Artù si chiese cosa avrebbe pensato Morgana quando, inevitabilmente, si sarebbe ritrovata coinvolta in quelle attività. E, altrettanto inevitabilmente, il solo pensare alla giovane illanguidì il suo corpo al punto che fu costretto lui stesso a chiedere congedo dal padre. 

***

 La festa venne pertanto fissata in coincidenza con il giorno di Pentecoste, poco più di una settimana più tardi. Quella settimana sarebbe stata molto impegnativa per Ginevra e per chiunque fosse stato intorno. Una volta stabilito ufficialmente che quelli sarebbero stati festeggiamenti di Pentecoste, infatti, la ragazza aveva deciso che si sarebbe dovuto trattare di una festa splendida, in qui la gente che ancora non credeva in Cristo potesse rendersi conto di quanto grande potesse essere la benevolenza del Signore e comprendere che, per quanto rinunce e penitenze facessero indiscutibilmente parte della sua fede, non erano richieste invano.

“Eleine, tu mi aiuterai a richiamare la tovaglia per l’altare maggiore. Celine, tu e Isabelle vi occuperete delle decorazioni per il palazzo e la piazza principale: coinvolgete anche le vostre amiche e le vostre serve per farvi dare una mano. Voglio che tutto sia perfetto” ordinò alle sue dame, riunitesi quel pomeriggio stesso in uno dei giardini interni del castello. “Tu Morgana ti occuperai del filato e delle tovaglie: nessuna di noi tesse un filo fine e regolare, ma resistente, come il tuo. Sei dispensata da tutti i tuoi altri incarichi, compresi quelli che ti assegna di tanto in tanto Gaius. Ho già parlato con lui e mi ha detto che non ci sono problemi.”

Morgana avrebbe voluto storcere il naso: era vero che era molto brava a tessere e filare, ma detestava farlo. Era un lavoro meccanico è noioso, ripetitivo, e spesso, mentre filava, cadeva come in trance, senza più essere in grado di rendersi conto di che cosa le accadeva intorno, ma continuando filare fino a quando qualcuno non la interrompeva.
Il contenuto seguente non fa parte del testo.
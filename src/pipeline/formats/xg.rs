//! eXtreme Gammon transcripts.
//!
//! XG records every decision relative to the player on roll: players are
//! `-1` (first) and `1` (second), board points count from the roller's
//! side, the cube is stored as a face value.

use serde::{Deserialize, Serialize};

use super::{analysis_from, chances_from, dice_from, parse_match_date, MatchHeader, PointEncoding, Snapshot, UniversalAction, UniversalGame, UniversalMatch, UniversalMove};
use crate::models::enums::MatchFormat;
use crate::models::{
    AnalysisDepth, Board, CheckerMoveEval, Cube, CubeEvaluation, Point,
    BOARD_SLOTS, NO_COLOR,
};
use crate::pipeline::import::ImportError;
use crate::pipeline::notation::{is_valid_sub_move, normalize_sub_moves, BAR};

pub const XG_ENGINE: &str = "eXtreme Gammon";

#[derive(Debug, Clone, Default, PartialEq, Serialize, Deserialize)]
pub struct XgMetadata {
    pub player1_name: String,
    pub player2_name: String,
    pub event: String,
    pub location: String,
    pub round: String,
    pub match_length: i32,
    pub date_time: String,
}

#[derive(Debug, Clone, PartialEq, Serialize, Deserialize)]
pub struct XgMatch {
    pub metadata: XgMetadata,
    pub games: Vec<XgGame>,
}

#[derive(Debug, Clone, PartialEq, Serialize, Deserialize)]
pub struct XgGame {
    pub game_number: i32,
    pub initial_score: [i32; 2],
    /// `-1` first player, `1` second player, `0` unfinished.
    pub winner: i32,
    pub points_won: i32,
    pub moves: Vec<XgMove>,
}

/// Board relative to the active player: slots 1-24 are the roller's
/// points, 25 the roller's bar, 0 the opponent's bar. Positive counts are
/// the roller's checkers.
#[derive(Debug, Clone, Copy, PartialEq, Serialize, Deserialize)]
pub struct XgPosition {
    pub checkers: [i8; BOARD_SLOTS],
    pub cube: i32,
    /// `1` roller owns, `-1` opponent owns, `0` centred.
    pub cube_pos: i32,
}

#[derive(Debug, Clone, PartialEq, Serialize, Deserialize)]
pub struct XgMoveAnalysis {
    pub depth: i32,
    pub moves: [i32; 8],
    pub equity: f64,
    /// Win, gammon, backgammon for the roller then the opponent, as fractions.
    pub chances: [f64; 6],
}

#[derive(Debug, Clone, PartialEq, Serialize, Deserialize)]
pub struct XgCubeAnalysis {
    pub depth: i32,
    pub chances: [f64; 6],
    pub cubeful_no_double: f64,
    pub cubeful_double_take: f64,
    pub cubeful_double_pass: f64,
}

#[derive(Debug, Clone, PartialEq, Serialize, Deserialize)]
#[serde(tag = "kind", rename_all = "snake_case")]
pub enum XgMove {
    Checker {
        active_player: i32,
        dice: [i32; 2],
        played_move: [i32; 8],
        position: Option<XgPosition>,
        analysis: Vec<XgMoveAnalysis>,
    },
    Cube {
        active_player: i32,
        /// `0` no double, `1` double offered, `-2` initial-position marker.
        double: i32,
        /// `1` taken, anything else passed.
        take: i32,
        position: Option<XgPosition>,
        analysis: Option<XgCubeAnalysis>,
    },
}

/// Depth code stored by XG for an evaluation.
pub fn translate_depth(depth: i32) -> AnalysisDepth {
    match depth {
        0..=9 => AnalysisDepth::Ply(depth as u8 + 1),
        998..=1000 => AnalysisDepth::Book,
        1001 => AnalysisDepth::Roller,
        1002 => AnalysisDepth::RollerPlusPlus,
        _ => AnalysisDepth::Unknown,
    }
}

fn player_index(xg_player: i32) -> Result<u8, ImportError> {
    match xg_player {
        -1 => Ok(0),
        1 => Ok(1),
        other => Err(ImportError::MalformedTranscript(format!("XG player code {other}"))),
    }
}

fn winner_index(xg_winner: i32) -> i32 {
    match xg_winner {
        -1 => 0,
        1 => 1,
        _ => -1,
    }
}

/// Marker record XG writes for the starting position of a game.
const INITIAL_POSITION: i32 = -2;

fn raw_cube_label(double: i32, take: i32) -> Option<&'static str> {
    match (double, take) {
        (0, _) => Some("No Double"),
        (1, 1) => Some("Double/Take"),
        (1, _) => Some("Double/Pass"),
        _ => None,
    }
}

fn own_checkers(board: &Board, player: u8, point: i32) -> u8 {
    let slot = if point == BAR {
        Board::bar_slot(player)
    } else {
        Board::slot_for(player, point)
    };
    let p = board.points[slot];
    if p.color == player as i8 {
        p.checkers
    } else {
        0
    }
}

/// Board at the first record after `index` that carries one, as long as no
/// other checker play comes in between.
fn board_after(moves: &[XgMove], index: usize) -> Option<Board> {
    for mv in moves.iter().skip(index + 1) {
        let (active, position, checker) = match mv {
            XgMove::Checker { active_player, position, .. } => (*active_player, position, true),
            XgMove::Cube { active_player, position, .. } => (*active_player, position, false),
        };
        if let Some(p) = position {
            return player_index(active).ok().map(|player| p.to_snapshot(player).board);
        }
        if checker {
            return None;
        }
    }
    None
}

/// XG may store a doublet played by one checker group as a single pair
/// ("13/11" for 13/11(2)). Recover the repetition from how many checkers
/// left the source point between the two boards.
fn expand_doublet(
    sub_moves: Vec<(i32, i32)>,
    dice: [i32; 2],
    player: u8,
    before: Option<&Board>,
    after: Option<&Board>,
) -> Vec<(i32, i32)> {
    let (Some(before), Some(after)) = (before, after) else {
        return sub_moves;
    };
    if dice[0] != dice[1] || sub_moves.len() != 1 {
        return sub_moves;
    }
    let (from, to) = sub_moves[0];
    if !is_valid_sub_move(from, to) {
        return sub_moves;
    }
    let left = own_checkers(before, player, from).saturating_sub(own_checkers(after, player, from));
    let count = usize::from(left.clamp(1, 4));
    if count > 1 {
        tracing::debug!(from, to, count, "Expanded compact doublet");
    }
    vec![(from, to); count]
}

impl XgPosition {
    pub fn to_snapshot(&self, active: u8) -> Snapshot {
        let mut board = Board::empty();
        for (native, &count) in self.checkers.iter().enumerate() {
            if count == 0 {
                continue;
            }
            let color = if count > 0 { active } else { 1 - active };
            let slot = Board::slot_for(active, native as i32);
            board.points[slot] = Point::new(count.unsigned_abs(), color as i8);
        }
        board.recompute_bearoff();

        let owner = match self.cube_pos {
            1 => active as i8,
            -1 => (1 - active) as i8,
            _ => NO_COLOR,
        };
        let value = Cube::exponent_of(self.cube.max(1) as u32);
        Snapshot { board, cube: Cube { owner, value } }
    }
}

impl XgCubeAnalysis {
    fn to_evaluation(&self) -> CubeEvaluation {
        CubeEvaluation {
            depth: translate_depth(self.depth),
            chances: chances_from(&self.chances),
            cubeful_no_double: self.cubeful_no_double,
            cubeful_double_take: self.cubeful_double_take,
            cubeful_double_pass: self.cubeful_double_pass,
            best_action: CubeEvaluation::best_action_for(
                self.cubeful_no_double,
                self.cubeful_double_take,
                self.cubeful_double_pass,
            )
            .to_string(),
        }
    }
}

/// Candidate plays. A candidate recorded exactly like the compact played
/// move takes its expansion.
fn checker_evals(
    encoding: &PointEncoding,
    analysis: &[XgMoveAnalysis],
    compact: &[(i32, i32)],
    expanded: &[(i32, i32)],
) -> Vec<CheckerMoveEval> {
    analysis
        .iter()
        .enumerate()
        .map(|(index, a)| {
            let mut pairs = encoding.translate_all(a.moves.chunks_exact(2).map(|c| (c[0], c[1])));
            if pairs == compact {
                pairs = expanded.to_vec();
            }
            CheckerMoveEval {
                index,
                depth: translate_depth(a.depth),
                move_text: normalize_sub_moves(&pairs),
                equity: a.equity,
                equity_error: None,
                chances: chances_from(&a.chances),
            }
        })
        .collect()
}

impl XgMatch {
    pub fn to_universal(&self) -> Result<UniversalMatch, ImportError> {
        let encoding = PointEncoding::for_format(MatchFormat::Xg);
        let meta = &self.metadata;
        let header = MatchHeader {
            player1_name: meta.player1_name.clone(),
            player2_name: meta.player2_name.clone(),
            event: meta.event.clone(),
            location: meta.location.clone(),
            round: meta.round.clone(),
            match_length: meta.match_length,
            match_date: parse_match_date(&meta.date_time),
        };

        let mut games = Vec::with_capacity(self.games.len());
        for game in &self.games {
            let mut moves = Vec::with_capacity(game.moves.len());
            // Analysis of a skipped no-double decision, waiting for the
            // checker play it belongs to
            let mut pending_cube: Option<CubeEvaluation> = None;

            for (index, mv) in game.moves.iter().enumerate() {
                let context = format!("game {} move {}", game.game_number, index + 1);
                match mv {
                    XgMove::Cube { double: INITIAL_POSITION, .. } => {}
                    XgMove::Cube { double: 0, analysis, .. } => {
                        pending_cube = analysis.as_ref().map(XgCubeAnalysis::to_evaluation);
                    }
                    XgMove::Cube { active_player, double, take, position, analysis } => {
                        let player = player_index(*active_player)?;
                        let label = raw_cube_label(*double, *take).ok_or_else(|| {
                            ImportError::MalformedTranscript(format!("{context}: XG cube code {double}"))
                        })?;
                        moves.push(UniversalMove {
                            player,
                            dice: [0, 0],
                            action: UniversalAction::Cube { label: label.to_string() },
                            snapshot: position.map(|p| p.to_snapshot(player)),
                            analysis: analysis_from(
                                XG_ENGINE,
                                Vec::new(),
                                analysis.as_ref().map(XgCubeAnalysis::to_evaluation),
                            ),
                        });
                        pending_cube = None;
                    }
                    XgMove::Checker { active_player, dice, played_move, position, analysis } => {
                        let player = player_index(*active_player)?;
                        let compact = encoding
                            .translate_all(played_move.chunks_exact(2).map(|c| (c[0], c[1])));
                        let snapshot = position.map(|p| p.to_snapshot(player));
                        let sub_moves = expand_doublet(
                            compact.clone(),
                            *dice,
                            player,
                            snapshot.as_ref().map(|s| &s.board),
                            board_after(&game.moves, index).as_ref(),
                        );
                        let evals = checker_evals(&encoding, analysis, &compact, &sub_moves);
                        moves.push(UniversalMove {
                            player,
                            dice: dice_from(*dice, &context)?,
                            action: UniversalAction::Checker { sub_moves },
                            snapshot,
                            analysis: analysis_from(XG_ENGINE, evals, pending_cube.take()),
                        });
                    }
                }
            }

            games.push(UniversalGame {
                game_number: game.game_number,
                initial_score: game.initial_score,
                winner: winner_index(game.winner),
                points_won: game.points_won,
                moves,
            });
        }

        Ok(UniversalMatch { header, games })
    }
}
Avrebbe preferito che Ginevra l’avesse incaricata di correre da una parte all’altra del palazzo, trasportando magari secchi d’acqua o altri carichi pesanti per tutto il giorno. Tuttavia era inutile pensarci: la sua padrona aveva ordinato di tessere filare e lei avrebbe tessuto e filato. Almeno la stagione era già sufficientemente bella da poterlo fare nei giardini, all’aperto, dove l’aria fresca l’avrebbe forse aiutata a non sentirsi male troppo presto.

Rassegnata, si sedette all’arcolaio e cominciò a lavorare tra il chiacchiericcio eccitato delle altre dame.
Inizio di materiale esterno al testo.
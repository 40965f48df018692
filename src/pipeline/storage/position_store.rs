use rusqlite::Connection;

use super::analysis_merge::{merge_analysis, record_cube_action, record_played_move};
use super::StorageError;
use crate::db::{repository, DatabaseError};
use crate::models::{Position, PositionAnalysis};

/// What was actually played from a position, recorded in its analysis.
#[derive(Debug, Clone, Copy, PartialEq, Eq)]
pub enum PlayedEntry<'a> {
    Checker(&'a str),
    Cube(&'a str),
}

#[derive(Debug, Clone, Copy, PartialEq, Eq)]
pub struct StoredPosition {
    pub id: i64,
    pub created: bool,
}

/// Content-address `position` and fold its analysis into whatever the
/// store already knows about it.
pub fn store_or_reuse(
    conn: &Connection,
    position: &Position,
    analysis: Option<&PositionAnalysis>,
    played: Option<PlayedEntry<'_>>,
) -> Result<StoredPosition, StorageError> {
    position.validate()?;
    let identity_key = position.identity_key().map_err(DatabaseError::from)?;

    let stored = match repository::find_position_by_key(conn, &identity_key)? {
        Some(id) => {
            tracing::debug!(position_id = id, "Reusing stored position");
            StoredPosition { id, created: false }
        }
        None => {
            let state = position.canonical_state().map_err(DatabaseError::from)?;
            let id = repository::insert_position(conn, &identity_key, &state)?;
            StoredPosition { id, created: true }
        }
    };

    let existing = repository::get_analysis(conn, stored.id)?;
    let had_analysis = existing.is_some();
    let mut current = match (existing, analysis) {
        (Some(mut current), Some(incoming)) => {
            merge_analysis(&mut current, incoming);
            current
        }
        (Some(current), None) => current,
        (None, Some(incoming)) => {
            // First attach goes through the merge too, so candidates are
            // ranked and played moves normalized
            let mut fresh = PositionAnalysis::new("");
            merge_analysis(&mut fresh, incoming);
            fresh.created_at = incoming.created_at;
            fresh
        }
        (None, None) => PositionAnalysis::new(""),
    };

    match played {
        Some(PlayedEntry::Checker(text)) => record_played_move(&mut current, text),
        Some(PlayedEntry::Cube(label)) => record_cube_action(&mut current, label),
        None => {}
    }

    if had_analysis || !current.is_empty() {
        repository::upsert_analysis(conn, stored.id, &current)?;
    }
    Ok(stored)
}
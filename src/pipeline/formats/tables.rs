use crate::models::enums::MatchFormat;
use crate::pipeline::notation::{BAR, BEAR_OFF};

/// How a source format numbers points in its sub-move records.
#[derive(Debug, Clone, Copy, PartialEq, Eq)]
pub struct PointEncoding {
    /// Added to a native point number to reach universal numbering.
    pub offset: i32,
    /// Native value of the bar.
    pub bar: i32,
    /// Native value of a borne-off destination.
    pub off: i32,
    /// Native `from` value filling unused sub-move slots.
    pub padding: Option<i32>,
}

const XG: PointEncoding = PointEncoding { offset: 0, bar: 25, off: -2, padding: Some(-1) };
const GNUBG_SGF: PointEncoding = PointEncoding { offset: 1, bar: 24, off: -1, padding: None };
const GNUBG_MAT: PointEncoding = PointEncoding { offset: 0, bar: 25, off: 0, padding: None };
const BGF: PointEncoding = PointEncoding { offset: 0, bar: 25, off: 0, padding: Some(-1) };

impl PointEncoding {
    pub fn for_format(format: MatchFormat) -> Self {
        match format {
            MatchFormat::Xg => XG,
            MatchFormat::GnubgSgf => GNUBG_SGF,
            MatchFormat::GnubgMat | MatchFormat::GnubgText => GNUBG_MAT,
            MatchFormat::Bgf => BGF,
        }
    }

    fn point(&self, native: i32) -> i32 {
        if native == self.bar {
            BAR
        } else if native == self.off {
            BEAR_OFF
        } else {
            native + self.offset
        }
    }

    /// Universal pair for one native sub-move, `None` for padding. Values
    /// outside the table pass through shifted and are left for the
    /// notation layer to reject.
    pub fn translate(&self, from: i32, to: i32) -> Option<(i32, i32)> {
        if self.padding == Some(from) {
            return None;
        }
        Some((self.point(from), self.point(to)))
    }

    pub fn translate_all<I>(&self, pairs: I) -> Vec<(i32, i32)>
    where
        I: IntoIterator<Item = (i32, i32)>,
    {
        pairs
            .into_iter()
            .filter_map(|(from, to)| self.translate(from, to))
            .collect()
    }
}
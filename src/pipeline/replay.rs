//! Board replay for transcripts that record moves without boards.

use thiserror::Error;

use crate::models::enums::CubeAction;
use crate::models::{Board, Cube, Point};
use crate::pipeline::formats::Snapshot;
use crate::pipeline::notation::{is_valid_sub_move, BAR};

#[derive(Error, Debug, Clone, PartialEq, Eq)]
pub enum ReplayError {
    #[error("Player {player} has no checker on {from} to move to {to}")]
    NoCheckerToMove { player: u8, from: i32, to: i32 },

    #[error("Player {player} cannot land on blocked point {to}")]
    BlockedPoint { player: u8, to: i32 },

    #[error("Player {player} has no valid sub-move {from}/{to}")]
    InvalidSubMove { player: u8, from: i32, to: i32 },
}

/// Tracks the board and cube through one game. Once a move fails to
/// apply the replay stays out of sync until the next snapshot.
#[derive(Debug, Clone)]
pub struct Replay {
    board: Board,
    cube: Cube,
    in_sync: bool,
}

impl Default for Replay {
    fn default() -> Self {
        Self::new_game()
    }
}

impl Replay {
    pub fn new_game() -> Self {
        Self {
            board: Board::starting(),
            cube: Cube::centered(),
            in_sync: true,
        }
    }

    pub fn resync(&mut self, snapshot: &Snapshot) {
        self.board = snapshot.board;
        self.cube = snapshot.cube;
        self.in_sync = true;
    }

    /// Current board and cube, `None` while out of sync.
    pub fn state(&self) -> Option<(Board, Cube)> {
        self.in_sync.then_some((self.board, self.cube))
    }

    pub fn is_in_sync(&self) -> bool {
        self.in_sync
    }

    /// Play universal sub-moves for `player`, in the order recorded.
    pub fn apply_checker(&mut self, player: u8, sub_moves: &[(i32, i32)]) -> Result<(), ReplayError> {
        if !self.in_sync {
            return Ok(());
        }
        let mut board = self.board;
        for &(from, to) in sub_moves {
            if let Err(e) = move_checker(&mut board, player, from, to) {
                self.in_sync = false;
                return Err(e);
            }
        }
        self.board = board;
        Ok(())
    }

    /// A taken double turns the cube and hands it to the taker.
    pub fn apply_cube(&mut self, doubler: u8, action: CubeAction) {
        if action == CubeAction::Take {
            self.cube = Cube {
                owner: (1 - doubler) as i8,
                value: self.cube.value.saturating_add(1),
            };
        }
    }
}

fn move_checker(board: &mut Board, player: u8, from: i32, to: i32) -> Result<(), ReplayError> {
    if !is_valid_sub_move(from, to) {
        return Err(ReplayError::InvalidSubMove { player, from, to });
    }
    let color = player as i8;
    let source = if from == BAR {
        Board::bar_slot(player)
    } else {
        Board::slot_for(player, from)
    };
    let origin = board.points[source];
    if origin.checkers == 0 || origin.color != color {
        return Err(ReplayError::NoCheckerToMove { player, from, to });
    }

    if (1..=24).contains(&to) {
        let target = Board::slot_for(player, to);
        let dest = board.points[target];
        if !dest.is_empty() && dest.color != color {
            if dest.checkers > 1 {
                return Err(ReplayError::BlockedPoint { player, to });
            }
            let opponent = 1 - player;
            let bar = Board::bar_slot(opponent);
            board.points[bar] = Point::new(board.points[bar].checkers + 1, opponent as i8);
            board.points[target] = Point::EMPTY;
        }
        let landed = board.points[target].checkers + 1;
        board.points[target] = Point::new(landed, color);
    } else {
        board.bearoff[player as usize] += 1;
    }

    board.points[source] = Point::new(origin.checkers - 1, color);
    Ok(())
}

#[cfg(test)]
mod tests {
    use super::*;
    use crate::models::{FIRST_PLAYER_BAR, SECOND_PLAYER_BAR};
    use crate::pipeline::notation::BEAR_OFF;

    #[test]
    fn opening_move_for_each_side() {
        let mut replay = Replay::new_game();
        replay.apply_checker(0, &[(8, 5), (6, 5)]).unwrap();
        replay.apply_checker(1, &[(8, 5), (6, 5)]).unwrap();
        let (board, _) = replay.state().unwrap();

        assert_eq!(board.points[5], Point::new(2, 0));
        assert_eq!(board.points[8], Point::new(2, 0));
        assert_eq!(board.points[20], Point::new(2, 1));
        assert_eq!(board.points[17], Point::new(2, 1));
        assert_eq!(board.checkers_in_play(0), 15);
        assert_eq!(board.checkers_in_play(1), 15);
    }

    #[test]
    fn hitting_sends_blot_to_the_bar() {
        let mut replay = Replay::new_game();
        // First player leaves a blot on their 23 (slot 23)
        replay.apply_checker(0, &[(24, 23)]).unwrap();
        // Second player's 2-point is slot 23
        replay.apply_checker(1, &[(6, 2)]).unwrap();
        let (board, _) = replay.state().unwrap();
        assert_eq!(board.points[FIRST_PLAYER_BAR], Point::new(1, 0));
        assert_eq!(board.points[23], Point::new(1, 1));

        replay.apply_checker(0, &[(BAR, 23)]).unwrap();
        let (board, _) = replay.state().unwrap();
        assert!(board.points[FIRST_PLAYER_BAR].is_empty());
        assert_eq!(board.points[SECOND_PLAYER_BAR], Point::new(1, 1));
    }

    #[test]
    fn bearing_off_counts() {
        let mut board = Board::empty();
        board.points[3] = Point::new(2, 0);
        board.points[22] = Point::new(1, 1);
        let mut replay = Replay::new_game();
        replay.resync(&Snapshot { board, cube: Cube::centered() });
        replay.apply_checker(0, &[(3, BEAR_OFF), (3, 0)]).unwrap();
        let (board, _) = replay.state().unwrap();
        assert_eq!(board.bearoff[0], 2);
        assert!(board.points[3].is_empty());
    }

    #[test]
    fn illegal_move_desyncs_until_snapshot() {
        let mut replay = Replay::new_game();
        let err = replay.apply_checker(0, &[(7, 3)]).unwrap_err();
        assert_eq!(err, ReplayError::NoCheckerToMove { player: 0, from: 7, to: 3 });
        assert!(replay.state().is_none());
        assert!(replay.apply_checker(1, &[(8, 5)]).is_ok());
        assert!(!replay.is_in_sync());

        replay.resync(&Snapshot { board: Board::starting(), cube: Cube::centered() });
        assert!(replay.state().is_some());
    }

    #[test]
    fn off_board_destination_outside_home_desyncs() {
        let mut replay = Replay::new_game();
        let err = replay.apply_checker(0, &[(8, -1), (6, 2)]).unwrap_err();
        assert_eq!(err, ReplayError::InvalidSubMove { player: 0, from: 8, to: -1 });
        assert!(replay.state().is_none());
    }

    #[test]
    fn blocked_point_is_rejected() {
        let mut replay = Replay::new_game();
        // First player's 12 is the second player's 13-point with five checkers
        let err = replay.apply_checker(0, &[(13, 12)]).unwrap_err();
        assert_eq!(err, ReplayError::BlockedPoint { player: 0, to: 12 });
    }

    #[test]
    fn taken_double_turns_the_cube() {
        let mut replay = Replay::new_game();
        replay.apply_cube(0, CubeAction::Take);
        let (_, cube) = replay.state().unwrap();
        assert_eq!(cube, Cube { owner: 1, value: 1 });

        replay.apply_cube(1, CubeAction::Pass);
        let (_, cube) = replay.state().unwrap();
        assert_eq!(cube, Cube { owner: 1, value: 1 });
    }
}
“Lord Galvano è così valoroso…” diceva una, “Si è vero, ma Sir Tristan non è certo da meno... ed è anche così bello...” rispondeva un’altra. “Beh, se è solo di bellezza che vogliamo parlare, allora Sir Lancillotto non ha paragoni!” concluse una terza.
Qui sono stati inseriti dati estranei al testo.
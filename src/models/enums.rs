use crate::db::DatabaseError;
use serde::{Deserialize, Serialize};

/// Macro to generate enum with as_str + std::str::FromStr pattern
macro_rules! str_enum {
    ($name:ident { $($variant:ident => $s:literal),+ $(,)? }) => {
        #[derive(Debug, Clone, Copy, PartialEq, Eq, Hash, Serialize, Deserialize)]
        pub enum $name {
            $($variant),+
        }

        impl $name {
            pub fn as_str(&self) -> &'static str {
                match self {
                    $(Self::$variant => $s),+
                }
            }
        }

        impl std::str::FromStr for $name {
            type Err = DatabaseError;

            fn from_str(s: &str) -> Result<Self, Self::Err> {
                match s {
                    $($s => Ok(Self::$variant)),+,
                    _ => Err(DatabaseError::InvalidEnum {
                        field: stringify!($name).into(),
                        value: s.into(),
                    }),
                }
            }
        }
    };
}

str_enum!(MoveKind {
    Checker => "checker",
    Cube => "cube",
});

str_enum!(DecisionKind {
    CheckerPlay => "checker_play",
    CubeAction => "cube_action",
});

str_enum!(CubeAction {
    NoDouble => "no_double",
    Take => "take",
    Pass => "pass",
    Unknown => "unknown",
});

str_enum!(MatchFormat {
    Xg => "xg",
    GnubgSgf => "gnubg_sgf",
    GnubgMat => "gnubg_mat",
    GnubgText => "gnubg_text",
    Bgf => "bgf",
});

impl CubeAction {
    /// Human-readable label stored with played cube actions.
    pub fn label(&self) -> &'static str {
        match self {
            Self::NoDouble => "No Double",
            Self::Take => "Double/Take",
            Self::Pass => "Double/Pass",
            Self::Unknown => "Double",
        }
    }

    /// Label of the responder's half of the decision, if resolved.
    pub fn response_label(&self) -> Option<&'static str> {
        match self {
            Self::Take => Some("Take"),
            Self::Pass => Some("Pass"),
            Self::NoDouble | Self::Unknown => None,
        }
    }
}

impl MatchFormat {
    pub fn extension(&self) -> &'static str {
        match self {
            Self::Xg => "xg",
            Self::GnubgSgf => "sgf",
            Self::GnubgMat => "mat",
            Self::GnubgText => "txt",
            Self::Bgf => "bgf",
        }
    }

    pub fn from_extension(ext: &str) -> Option<Self> {
        match ext.to_ascii_lowercase().as_str() {
            "xg" => Some(Self::Xg),
            "sgf" => Some(Self::GnubgSgf),
            "mat" => Some(Self::GnubgMat),
            "txt" => Some(Self::GnubgText),
            "bgf" => Some(Self::Bgf),
            _ => None,
        }
    }
}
Nessun commento su Artù, notò Morgana, ma si disse che non era poi così strano: che Ginevra l’avrebbe sposato non era ancora ufficiale, ma per quelle donne il matrimonio era già stato praticamente celebrato e nessuna di loro voleva rischiare di inimicarsi la futura regina con commenti lascivi sul suo sposo. Se solo avessero saputo che Ginevra si risentiva molto di più per i commenti su Lancillotto piuttosto che per quelli su Artù, probabilmente non avrebbero mai nominato nemmeno lui nei loro sogni ad occhi aperti.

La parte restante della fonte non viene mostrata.